Recently, there have been some very worrisome developments regarding legislation of reproductive rights in states such as Oklahoma, Texas and North Carolina, among others. The state of Oklahoma, for example, has a new law according to which, prior to undergoing an abortion, a woman must view an ultrasound of the fetus and hear a description of its status, organs and present activity; similar laws have already been sanctioned in the other states just mentioned. Here is an excerpt of the official formulation of the Oklahoma law:
B. In order for the woman to make an informed decision, at least one (1) hour prior to a woman having any part of an abortion performed or induced, and prior to the administration of any anesthesia or medication in preparation for the abortion on the woman, the physician who is to perform or induce the abortion, or the certified technician working in conjunction with the physician, shall:
1. Perform an obstetric ultrasound on the pregnant woman, using either a vaginal transducer or an abdominal transducer, whichever would display the embryo or fetus more clearly;
2. Provide a simultaneous explanation of what the ultrasound is depicting;
3. Display the ultrasound images so that the pregnant woman may view them;
4. Provide a medical description of the ultrasound images, which shall include the dimensions of the embryo or fetus, the presence of cardiac activity, if present and viewable, and the presence of external members and internal organs, if present and viewable […]
Notice that the physician is required by law to go through this process before performing the abortion; failure to do so will make him/her subject to harsh penalties. It does not take a lot of brain power to realize that what is construed here as ‘informed decision’ is in fact yet another maneuver to prevent abortions from taking place by ‘anthropomorphizing’ the fetus (I’m a little hesitant to use the term here, but at least according to some accounts, the status of the fetus as a human being at the early stages of a pregnancy is debatable; but even this particular debate is besides the point). Moreover, it goes without saying (but deserves to be said!) that it is of striking cruelty to submit a woman to this additional layer of emotional charge at such a difficult moment (note the 'whichever would display the embryo or fetus more clearly' clause!). Notice also that this law allows for no exceptions, not even in cases involving rape or endangerment of the mother’s health.
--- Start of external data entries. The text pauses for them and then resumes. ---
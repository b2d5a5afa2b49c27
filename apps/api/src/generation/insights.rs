//! Score decoder for the free-form insights document.
//!
//! The insights task returns Markdown, not JSON. The compatibility score is
//! pulled out by an ordered list of patterns: language-specific phrasings first,
//! then any Markdown heading of the form `## <label>: NN/100`. The first pattern
//! that matches wins, regardless of where in the text its match sits.

use std::sync::OnceLock;

use regex::Regex;
use thiserror::Error;

const SCORE_PATTERNS: &[&str] = &[
    // pt
    r"(?i)compatibilidade[\s*:]*(\d+)\s*/\s*100",
    // es
    r"(?i)compatibilidad[\s*:]*(\d+)\s*/\s*100",
    // fr
    r"(?i)compatibilit[ée][\s*:]*(\d+)\s*/\s*100",
    // en
    r"(?i)compatibility(?:\s+score)?[\s*:]*(\d+)\s*/\s*100",
    r"(?i)match\s+score[\s*:]*(\d+)\s*/\s*100",
    // generic heading
    r"(?m)^\s*#{1,6}\s*[^\n:]{1,60}:\s*\**\s*(\d+)\s*/\s*100",
];

#[derive(Debug, Clone, PartialEq, Eq, Error)]
pub enum ScoreDecodeError {
    #[error("no compatibility score found in insights text")]
    NotFound,
}

fn patterns() -> &'static [Regex] {
    static COMPILED: OnceLock<Vec<Regex>> = OnceLock::new();
    COMPILED.get_or_init(|| {
        SCORE_PATTERNS
            .iter()
            .map(|p| Regex::new(p).expect("score pattern must compile"))
            .collect()
    })
}

/// Returns the first pattern match, clamped to 0..=100. Callers treat
/// `NotFound` as a score of 0 and substitute the heuristic.
pub fn decode_score(text: &str) -> Result<u8, ScoreDecodeError> {
    patterns()
        .iter()
        .find_map(|re| re.captures(text))
        .and_then(|caps| caps.get(1))
        .map(|digits| {
            digits
                .as_str()
                .parse::<u64>()
                .map_or(100, |n| n.min(100) as u8)
        })
        .ok_or(ScoreDecodeError::NotFound)
}

#[cfg(test)]
mod tests {
    use super::*;

    #[test]
    fn test_portuguese_heading() {
        let text = "\n## Compatibilidade: 85/100\n\n### Pontos Fortes\n- Python\n";
        assert_eq!(decode_score(text), Ok(85));
    }

    #[test]
    fn test_english_heading() {
        let text = "## Compatibility: 92/100\n\n### Strengths\n- Excellent background";
        assert_eq!(decode_score(text), Ok(92));
    }

    #[test]
    fn test_spanish_and_french() {
        assert_eq!(decode_score("## Compatibilidad: 64/100"), Ok(64));
        assert_eq!(decode_score("## Compatibilité : 71 / 100"), Ok(71));
    }

    #[test]
    fn test_bold_markup_is_tolerated() {
        assert_eq!(decode_score("**Compatibility:** 58/100"), Ok(58));
        assert_eq!(decode_score("Compatibility Score: 40/100"), Ok(40));
    }

    #[test]
    fn test_generic_heading_fallback() {
        assert_eq!(decode_score("# Summary\n## Eignung: 66/100\n"), Ok(66));
    }

    #[test]
    fn test_clamps_to_100() {
        assert_eq!(decode_score("Compatibility: 150/100"), Ok(100));
        assert_eq!(decode_score("Compatibility: 99999999999999999999999/100"), Ok(100));
    }

    #[test]
    fn test_no_match_is_not_found() {
        assert_eq!(decode_score("Some text without score"), Err(ScoreDecodeError::NotFound));
        assert_eq!(decode_score("Some text"), Err(ScoreDecodeError::NotFound));
    }

    #[test]
    fn test_pattern_priority_beats_position() {
        let text = "## Overview: 40/100\n\nCompatibilidade: 70/100";
        assert_eq!(decode_score(text), Ok(70));
    }

    #[test]
    fn test_explicit_zero_is_decoded() {
        assert_eq!(decode_score("## Compatibility: 0/100"), Ok(0));
    }
}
The Center for Reproductive Rights has been at the forefront of legal campaigns to promote reproductive health and rights worldwide, and is now challenging the (state) constitutionality of this law. Rebecca Kukla (a friend of this blog) has been hired as expert witness in her capacity of philosopher and bioethicist. She will argue that the notion of ‘informed consent’ underlying this law, which is supposed to provide its official justification, is in fact entirely distorted and at odds with the physicians’ ability to perform their jobs ethically.
Rebecca was kind enough to share an abstract of her deposition with me, and among many incisive remarks, she notices that, by analogy, this understanding of ‘informed consent’ would also require a woman to watch videos on the difficulties of single parenting or of parenting with a low income prior to being given an abortion, which would be thoroughly inappropriate (just as it is inappropriate to describe details of the status of the fetus and to make her view the ultrasound). More generally, Rebecca will argue that ‘informed consent’ does not require that a person be in possession of absolutely all information. In fact, the very opposite seems to be the case: it would seem that genuine informed consent and rational decision-making is in fact hampered by excessive information. This claim could certainly be corroborated by studies in the psychology of decision-making (the data mentioned in Bishop and Trout’s Epistemology and the Psychology of Human Judgment comes to mind, for example), suggesting that what is essential for rational decision-making is that an agent be aware of the crucial and usable information alone, given that additional information can have a negative, distractive effect. In this particular case, viewing the ultrasound does not seem to add any usable medical information, and is likely to be the kind of information that influences negatively the process of rational decision-making.
With experts such as Rebecca Kukla and other academics, the challenge seems solidly construed, and we can only hope that it will be successful. If it succeeds, it will constitute an important step towards fairer reproductive rights for a large number of women, and towards better working conditions for the practitioners assisting them. (Thanks to Rebecca for sharing the material and commenting on a previous draft of this post.)